--- START ---

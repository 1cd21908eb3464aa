use std::process::ExitCode;

fn main() -> ExitCode {
    traffic_dsl::run()
}
//! Program Reader: turns program text into an ordered list of commands.
//!
//! One command per line. The first whitespace-separated token is the
//! verb, the remaining tokens are operands. Blank lines and lines whose
//! first token starts with `#` are skipped; there are no inline comments.

use std::fs;
use std::io;
use std::path::Path;

use tracing::debug;

use crate::cli::Settings;
use crate::error::{DslError, Result};
use crate::model::Command;

/// Read a program from `path`, falling back to `<input_dir>/<path>`.
pub fn read_program(path: &Path, settings: &Settings) -> Result<Vec<Command>> {
    let source = match fs::read_to_string(path) {
        Ok(source) => source,
        Err(e) if e.kind() == io::ErrorKind::NotFound => {
            let fallback = settings.input_dir.join(path);
            debug!(
                path = %path.display(),
                fallback = %fallback.display(),
                "program not found, trying input directory"
            );
            match fs::read_to_string(&fallback) {
                Ok(source) => source,
                Err(e) if e.kind() == io::ErrorKind::NotFound => {
                    return Err(DslError::SourceNotFound {
                        path: path.to_path_buf(),
                        fallback,
                    });
                }
                Err(error) => {
                    return Err(DslError::SourceRead {
                        path: fallback,
                        error,
                    });
                }
            }
        }
        Err(error) => {
            return Err(DslError::SourceRead {
                path: path.to_path_buf(),
                error,
            });
        }
    };

    let commands = parse_program(&source)?;
    debug!(commands = commands.len(), "program parsed");
    Ok(commands)
}

/// Split program text into commands, in source order.
pub fn parse_program(source: &str) -> Result<Vec<Command>> {
    let commands: Vec<Command> = source.lines().filter_map(parse_line).collect();

    if commands.is_empty() {
        return Err(DslError::EmptyProgram);
    }
    Ok(commands)
}

fn parse_line(line: &str) -> Option<Command> {
    let mut tokens = line.split_whitespace();
    let verb = tokens.next()?;
    if verb.starts_with('#') {
        return None;
    }
    Some(Command {
        verb: verb.to_string(),
        operands: tokens.map(str::to_string).collect(),
    })
}
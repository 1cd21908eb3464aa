//! Numeric pipeline of the Greenshields model:
//! density → speed → flow → capacity.
//!
//! Everything here is pure; the interpreter owns validation of the
//! model state before calling in.

/// Slack allowed past `end` so that floating error does not drop the
/// final sample of a range.
pub const RANGE_TOLERANCE: f64 = 1e-6;

/// `{start, start+step, start+2·step, …}` up to and including `end`
/// (within [`RANGE_TOLERANCE`]). Empty when `end < start`.
///
/// Each sample is computed as `start + i*step` so error does not
/// accumulate across the range. Caller guarantees `step > 0`.
pub fn density_range(start: f64, end: f64, step: f64) -> Vec<f64> {
    let last = ((end - start + RANGE_TOLERANCE) / step).floor();
    if !(last >= 0.0) {
        return Vec::new();
    }
    (0..=last as usize)
        .map(|i| start + i as f64 * step)
        .collect()
}

/// Linear speed-density relation `v = v_free * (1 - k/k_jam)`.
///
/// Not clamped: densities beyond jam yield negative speeds.
pub fn speeds(free_flow_speed: f64, jam_density: f64, densities: &[f64]) -> Vec<f64> {
    densities
        .iter()
        .map(|k| free_flow_speed * (1.0 - k / jam_density))
        .collect()
}

/// `q = k·v` pointwise.
pub fn flows(densities: &[f64], speeds: &[f64]) -> Vec<f64> {
    densities
        .iter()
        .zip(speeds)
        .map(|(k, v)| k * v)
        .collect()
}

/// Maximum flow and the density at which it first occurs.
pub fn capacity(densities: &[f64], flows: &[f64]) -> Option<(f64, f64)> {
    let mut best: Option<usize> = None;
    for (i, q) in flows.iter().enumerate() {
        match best {
            Some(b) if *q <= flows[b] => {}
            _ => best = Some(i),
        }
    }
    let i = best?;
    Some((flows[i], *densities.get(i)?))
}
pub mod cli;
pub mod error;
pub mod model;
pub mod parser;
pub mod processor;
pub mod scenario;
pub mod writer;

use std::io;
use std::process::ExitCode;

use anyhow::Context;
use clap::Parser;
use tracing::debug;
use tracing_subscriber::EnvFilter;

use crate::cli::{Cli, Settings};
use crate::model::ModelState;

/// Exit status for a malformed invocation.
pub const EXIT_USAGE: u8 = 1;
/// Exit status for any failure while reading or running the program.
pub const EXIT_FAILURE: u8 = 2;

/// Install the stderr log subscriber; `RUST_LOG` overrides the filter.
pub fn init_logging() {
    let filter = EnvFilter::try_from_default_env().unwrap_or_else(|_| EnvFilter::new("warn"));
    let _ = tracing_subscriber::fmt()
        .with_env_filter(filter)
        .with_target(false)
        .with_writer(io::stderr)
        .try_init();
}

pub fn run() -> ExitCode {
    init_logging();

    let args = match Cli::try_parse() {
        Ok(args) => args,
        Err(e) => {
            let _ = e.print();
            return if e.use_stderr() {
                ExitCode::from(EXIT_USAGE)
            } else {
                ExitCode::SUCCESS
            };
        }
    };

    match run_program(&args) {
        Ok(_) => ExitCode::SUCCESS,
        Err(e) => {
            eprintln!("Error: {e:#}");
            ExitCode::from(EXIT_FAILURE)
        }
    }
}

pub fn run_program(args: &Cli) -> anyhow::Result<ModelState> {
    let settings = Settings::from(args);

    // 1. ── Read ───────────────────────────────────────────────────────
    let commands = parser::read_program(&args.program, &settings)?;

    // 2. ── Execute ────────────────────────────────────────────────────
    let stdout = io::stdout().lock();
    let state = processor::execute(&commands, &settings, stdout)
        .with_context(|| format!("Running {}", args.program.display()))?;

    if let Ok(json) = serde_json::to_string(&state) {
        debug!(state = %json, "final model state");
    }
    Ok(state)
}
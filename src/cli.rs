use clap::Parser;
use std::path::PathBuf;

#[derive(Parser, Debug)]
#[command(name = "traffic-dsl", author, version)]
#[command(about = "Run a Greenshields traffic-flow program")]
pub struct Cli {
    /// Program file (looked up under the input directory if not found as given)
    pub program: PathBuf,

    /// Directory searched for programs not found at the literal path
    #[arg(long, env = "TRAFFIC_DSL_INPUT_DIR", default_value = "input")]
    pub input_dir: PathBuf,

    /// Directory exported tables are written to
    #[arg(long, env = "TRAFFIC_DSL_OUTPUT_DIR", default_value = "output")]
    pub output_dir: PathBuf,
}

/// Conventional directories used by the reader and the exporter.
///
/// Neither directory is created here; that belongs to whoever prepares
/// the run.
#[derive(Debug, Clone, PartialEq, Eq)]
pub struct Settings {
    pub input_dir: PathBuf,
    pub output_dir: PathBuf,
}

impl Default for Settings {
    fn default() -> Self {
        Self {
            input_dir: PathBuf::from("input"),
            output_dir: PathBuf::from("output"),
        }
    }
}

impl From<&Cli> for Settings {
    fn from(cli: &Cli) -> Self {
        Self {
            input_dir: cli.input_dir.clone(),
            output_dir: cli.output_dir.clone(),
        }
    }
}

--- END ---

WHAT TO DO → Nothing but the lines from the beginning of the records through the line with "let commands: Vec<Command>" should appear, each printed exactly.

WRITTEN ANSWER →
repository 1cd21908eb3464aa
use std::process::ExitCode;

fn main() -> ExitCode {
    traffic_dsl::run()
}
//! Program Reader: turns program text into an ordered list of commands.
//!
//! One command per line. The first whitespace-separated token is the
//! verb, the remaining tokens are operands. Blank lines and lines whose
//! first token starts with `#` are skipped; there are no inline comments.

use std::fs;
use std::io;
use std::path::Path;

use tracing::debug;

use crate::cli::Settings;
use crate::error::{DslError, Result};
use crate::model::Command;

/// Read a program from `path`, falling back to `<input_dir>/<path>`.
pub fn read_program(path: &Path, settings: &Settings) -> Result<Vec<Command>> {
    let source = match fs::read_to_string(path) {
        Ok(source) => source,
        Err(e) if e.kind() == io::ErrorKind::NotFound => {
            let fallback = settings.input_dir.join(path);
            debug!(
                path = %path.display(),
                fallback = %fallback.display(),
                "program not found, trying input directory"
            );
            match fs::read_to_string(&fallback) {
                Ok(source) => source,
                Err(e) if e.kind() == io::ErrorKind::NotFound => {
                    return Err(DslError::SourceNotFound {
                        path: path.to_path_buf(),
                        fallback,
                    });
                }
                Err(error) => {
                    return Err(DslError::SourceRead {
                        path: fallback,
                        error,
                    });
                }
            }
        }
        Err(error) => {
            return Err(DslError::SourceRead {
                path: path.to_path_buf(),
                error,
            });
        }
    };

    let commands = parse_program(&source)?;
    debug!(commands = commands.len(), "program parsed");
    Ok(commands)
}

/// Split program text into commands, in source order.
pub fn parse_program(source: &str) -> Result<Vec<Command>> {
    let commands: Vec<Command> = source.lines().filter_map(parse_line).collect();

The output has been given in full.